Noch freuen sich Kirchenobere über ein Einnahme-Plus. Doch Inflation und demografischer Wandel machen auch vor Kirchenkassen nicht halt.
Kirchenfinanzen schwindenMüssen Kirchenmitglieder mit Erhöhung der Kirchensteuer rechnen?
Nach Ostern ist vor Ostern. Heißt: während gläubige Christen nach ihrem bedeutendsten Fest noch einen Neubeginn anstreben, müssen sich die Kirchenoberen wieder ums Alltagsgeschäft kümmern. Was dabei garantiert nicht vergnügungssteuerpflichtig ist: die Beschäftigung mit den Finanzen.
Auch wenn evangelische und katholische Kirche nicht so schnell unter Armutsverdacht fallen - perspektivisch müssen sich die beiden christlichen Kirchen Gedanken darüber machen, wie und ob sie die Aufgaben und Verpflichtungen, die sie heute stemmen, auch künftig noch leisten können oder wollen. Nach Berechnungen von Finanzwissenschaftlern aus dem Jahr 2019 ist davon auszugehen, dass sich die Kirchenfinanzen spätestens bis zum Jahr 2060 halbieren werden.

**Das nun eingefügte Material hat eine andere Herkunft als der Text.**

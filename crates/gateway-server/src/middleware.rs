//! HTTP middleware: request IDs and CORS.

use crate::extractors::{RequestId, REQUEST_ID_HEADER};
use axum::{
    extract::Request,
    http::{header, HeaderName, HeaderValue, Method},
    middleware::Next,
    response::Response,
};
use tower_http::cors::{Any, CorsLayer};

/// Assign a request ID (or keep the caller's) and echo it on the response
pub async fn request_id_middleware(mut request: Request, next: Next) -> Response {
    let id = request
        .headers()
        .get(REQUEST_ID_HEADER)
        .and_then(|v| v.to_str().ok())
        .filter(|v| !v.is_empty() && v.len() <= 128)
        .map_or_else(|| uuid::Uuid::new_v4().to_string(), String::from);

    request.extensions_mut().insert(RequestId(id.clone()));

    let mut response = next.run(request).await;
    if let Ok(value) = HeaderValue::from_str(&id) {
        response
            .headers_mut()
            .insert(HeaderName::from_static(REQUEST_ID_HEADER), value);
    }
    response
}

/// CORS for browser clients: any origin, and the headers Supabase clients send
pub fn cors_layer() -> CorsLayer {
    CorsLayer::new()
        .allow_origin(Any)
        .allow_methods([Method::GET, Method::POST, Method::OPTIONS])
        .allow_headers([
            header::AUTHORIZATION,
            header::CONTENT_TYPE,
            HeaderName::from_static("x-client-info"),
            HeaderName::from_static("apikey"),
        ])
        .expose_headers([HeaderName::from_static(REQUEST_ID_HEADER)])
}
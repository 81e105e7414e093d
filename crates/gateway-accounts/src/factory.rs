//! Build collaborators from [`GatewayConfig`].

use crate::jwt::JwtIdentityResolver;
use crate::memory::{InMemoryQuotaLedger, StaticIdentityResolver};
use crate::supabase::{SupabaseClientConfig, SupabaseIdentityResolver, SupabaseQuotaLedger};
use gateway_config::{GatewayConfig, IdentityMode, LedgerMode};
use gateway_core::{GatewayError, IdentityResolver, Profile, QuotaLedger};
use secrecy::SecretString;
use std::sync::Arc;
use tracing::{info, warn};

/// Create the identity resolver selected by `identity.mode`
pub fn identity_resolver(config: &GatewayConfig) -> Result<Arc<dyn IdentityResolver>, GatewayError> {
    match config.identity.mode {
        IdentityMode::Supabase => {
            let key = required(config.supabase.anon_key.as_ref(), "supabase.anon_key")?;
            info!(url = %config.supabase.url, "Using Supabase identity resolver");
            Ok(Arc::new(SupabaseIdentityResolver::new(SupabaseClientConfig::new(
                &config.supabase.url,
                key,
                config.supabase.timeout,
            ))?))
        }
        IdentityMode::Jwt => {
            let secret = required(config.supabase.jwt_secret.as_ref(), "supabase.jwt_secret")?;
            info!("Using local JWT identity resolver");
            Ok(Arc::new(JwtIdentityResolver::new(&secret)))
        }
        IdentityMode::Static => {
            warn!(
                tokens = config.identity.static_tokens.len(),
                "Using static identity table; not for production"
            );
            Ok(Arc::new(StaticIdentityResolver::new(
                config.identity.static_tokens.clone(),
            )))
        }
    }
}

/// Create the quota ledger selected by `ledger.mode`
pub fn quota_ledger(config: &GatewayConfig) -> Result<Arc<dyn QuotaLedger>, GatewayError> {
    match config.ledger.mode {
        LedgerMode::Supabase => {
            let key = required(
                config.supabase.service_role_key.as_ref(),
                "supabase.service_role_key",
            )?;
            info!(url = %config.supabase.url, "Using Supabase quota ledger");
            Ok(Arc::new(SupabaseQuotaLedger::new(SupabaseClientConfig::new(
                &config.supabase.url,
                key,
                config.supabase.timeout,
            ))?))
        }
        LedgerMode::Memory => {
            let ledger = InMemoryQuotaLedger::new();
            for (user, seed) in &config.ledger.profiles {
                ledger.insert(user.clone(), Profile::new(seed.usage_count, seed.usage_limit));
            }
            warn!(
                profiles = config.ledger.profiles.len(),
                "Using in-memory quota ledger; usage is lost on restart"
            );
            Ok(Arc::new(ledger))
        }
    }
}

fn required(secret: Option<&SecretString>, name: &str) -> Result<SecretString, GatewayError> {
    secret
        .cloned()
        .ok_or_else(|| GatewayError::configuration(format!("{name} is required")))
}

Austritte und demografischer Wandel wirken sich auf Kirchenkassen aus
Zwar sind die Einnahmen aus den Kirchensteuern - also der Mitgliedsbeiträge, die staatliche Finanzämter jährlich gegen einen geringen Obulus freundlicherweise für die Kirchen bei der Einkommenssteuer mit einzieht - nicht alleinige Finanzierungsquellen. Sie sind jedoch ein wichtiger Seismograf für die Entwicklung der Kirche, ihrer Strukturen und immer wieder Anlass für Streit.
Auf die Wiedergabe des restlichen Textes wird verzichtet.